CSRS & FERS Disability Retirement: The Decision

Last Updated on October 24, 2009

I have often spoken about the “process” of filing, but that mostly concerns the administrative ordeal of filing:  of preparing, of gathering the medical documentation, of writing up the proper applicant’s statement, of putting together the legal arguments in support thereof, etc.  Then, of course, I have spoken about the “human” side of things — of the difficult human ordeal of going through the process.  There is the initial psychological barrier — of starting the administrative process, which is somewhat of an implicit acknowledgment that a person is indeed “disabled”, as if that concept or label has some sort of a “stigma” attached thereto. 

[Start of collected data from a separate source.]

//! Provider descriptor system.
//!
//! A descriptor contains all the static configuration for a provider:
//! - Identity (name, description)
//! - The anchored URL pattern used for dispatch
//! - Test URLs consumed by the health-check harness
//! - A factory that builds the provider instance on demand
//!
//! Descriptors replace runtime reflection: every discovery source hands the
//! registry fully-formed descriptors instead of types to introspect.

use std::fmt;
use std::sync::Arc;

use product_reviews_core::{ReviewsProvider, UrlPattern};

// ============================================================================
// Provider Descriptor
// ============================================================================

/// Factory that instantiates a provider. Must be cheap and side-effect
/// free; the registry calls it per lookup and never caches the instance.
pub type ProviderFactory = Arc<dyn Fn() -> Box<dyn ReviewsProvider> + Send + Sync>;

/// Which discovery source produced a descriptor.
#[derive(Debug, Clone, Copy, PartialEq, Eq, serde::Serialize)]
#[serde(rename_all = "lowercase")]
pub enum DiscoverySource {
    /// Bundled with the core.
    BuiltIn,
    /// Loaded from a plugin definition file in the plugins directory.
    Filesystem,
    /// Registered by the embedding application.
    Extension,
}

impl fmt::Display for DiscoverySource {
    fn fmt(&self, f: &mut fmt::Formatter<'_>) -> fmt::Result {
        match self {
            Self::BuiltIn => write!(f, "built-in"),
            Self::Filesystem => write!(f, "filesystem"),
            Self::Extension => write!(f, "extension"),
        }
    }
}

/// Complete static configuration for one provider.
#[derive(Clone)]
pub struct ProviderDescriptor {
    /// Unique provider name; the registry key.
    pub name: String,
    /// Human-readable description.
    pub description: String,
    /// Anchored pattern used for URL dispatch.
    pub url_pattern: UrlPattern,
    /// URLs expected to yield reviews; used only by the health-check
    /// harness, not part of the dispatch contract.
    pub test_urls: Vec<String>,
    /// URLs expected to fail parsing; used only by the test harness.
    pub invalid_urls: Vec<String>,
    /// Which discovery source produced this descriptor.
    pub source: DiscoverySource,
    factory: ProviderFactory,
}

impl ProviderDescriptor {
    /// Creates a descriptor. The registry rejects descriptors with an
    /// empty name at registration time.
    pub fn new(
        name: impl Into<String>,
        description: impl Into<String>,
        url_pattern: UrlPattern,
        factory: ProviderFactory,
    ) -> Self {
        Self {
            name: name.into(),
            description: description.into(),
            url_pattern,
            test_urls: Vec::new(),
            invalid_urls: Vec::new(),
            source: DiscoverySource::BuiltIn,
            factory,
        }
    }

    /// Sets the health-check test URLs.
    #[must_use]
    pub fn with_test_urls(mut self, urls: Vec<String>) -> Self {
        self.test_urls = urls;
        self
    }

    /// Sets the URLs expected to fail parsing.
    #[must_use]
    pub fn with_invalid_urls(mut self, urls: Vec<String>) -> Self {
        self.invalid_urls = urls;
        self
    }

    /// Tags the descriptor with its discovery source.
    #[must_use]
    pub fn with_source(mut self, source: DiscoverySource) -> Self {
        self.source = source;
        self
    }

    /// Tests the URL pattern against a URL. Pure; independent of
    /// `get_reviews`.
    pub fn check_url(&self, url: &str) -> bool {
        self.url_pattern.matches(url)
    }

    /// Builds a fresh provider instance.
    pub fn instantiate(&self) -> Box<dyn ReviewsProvider> {
        (self.factory)()
    }
}

impl fmt::Debug for ProviderDescriptor {
    fn fmt(&self, f: &mut fmt::Formatter<'_>) -> fmt::Result {
        f.debug_struct("ProviderDescriptor")
            .field("name", &self.name)
            .field("url_pattern", &self.url_pattern.as_str())
            .field("source", &self.source)
            .finish_non_exhaustive()
    }
}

One would think that in the 21st Century, all such stigmas would have been extinguished and extinct; and, indeed, most such stigmas are merely self-imposed.  Often, we are our own worst enemy; there is the barrier of ourselves in the process, of actually starting the process.  This is often why an attorney is the best person to handle a Federal Disability Retirement application — because it allows for the process to begin, without it being so intimately and personal a matter to the applicant.

Sincerely,

Robert R. McGill, Esquire

0 thoughts on “CSRS & FERS Disability Retirement: The Decision”

  1. I am curious. I see that once a disability retirement is granted that person is given the 1st year at full salary. How do they determine the following years if a person is not yet at MRA +10.

    I am currently 52 with 7 yrs govt service. What would they pay my salary at for years 2 through age 62 or the next 9 years and what happens when I start collecting social secrity.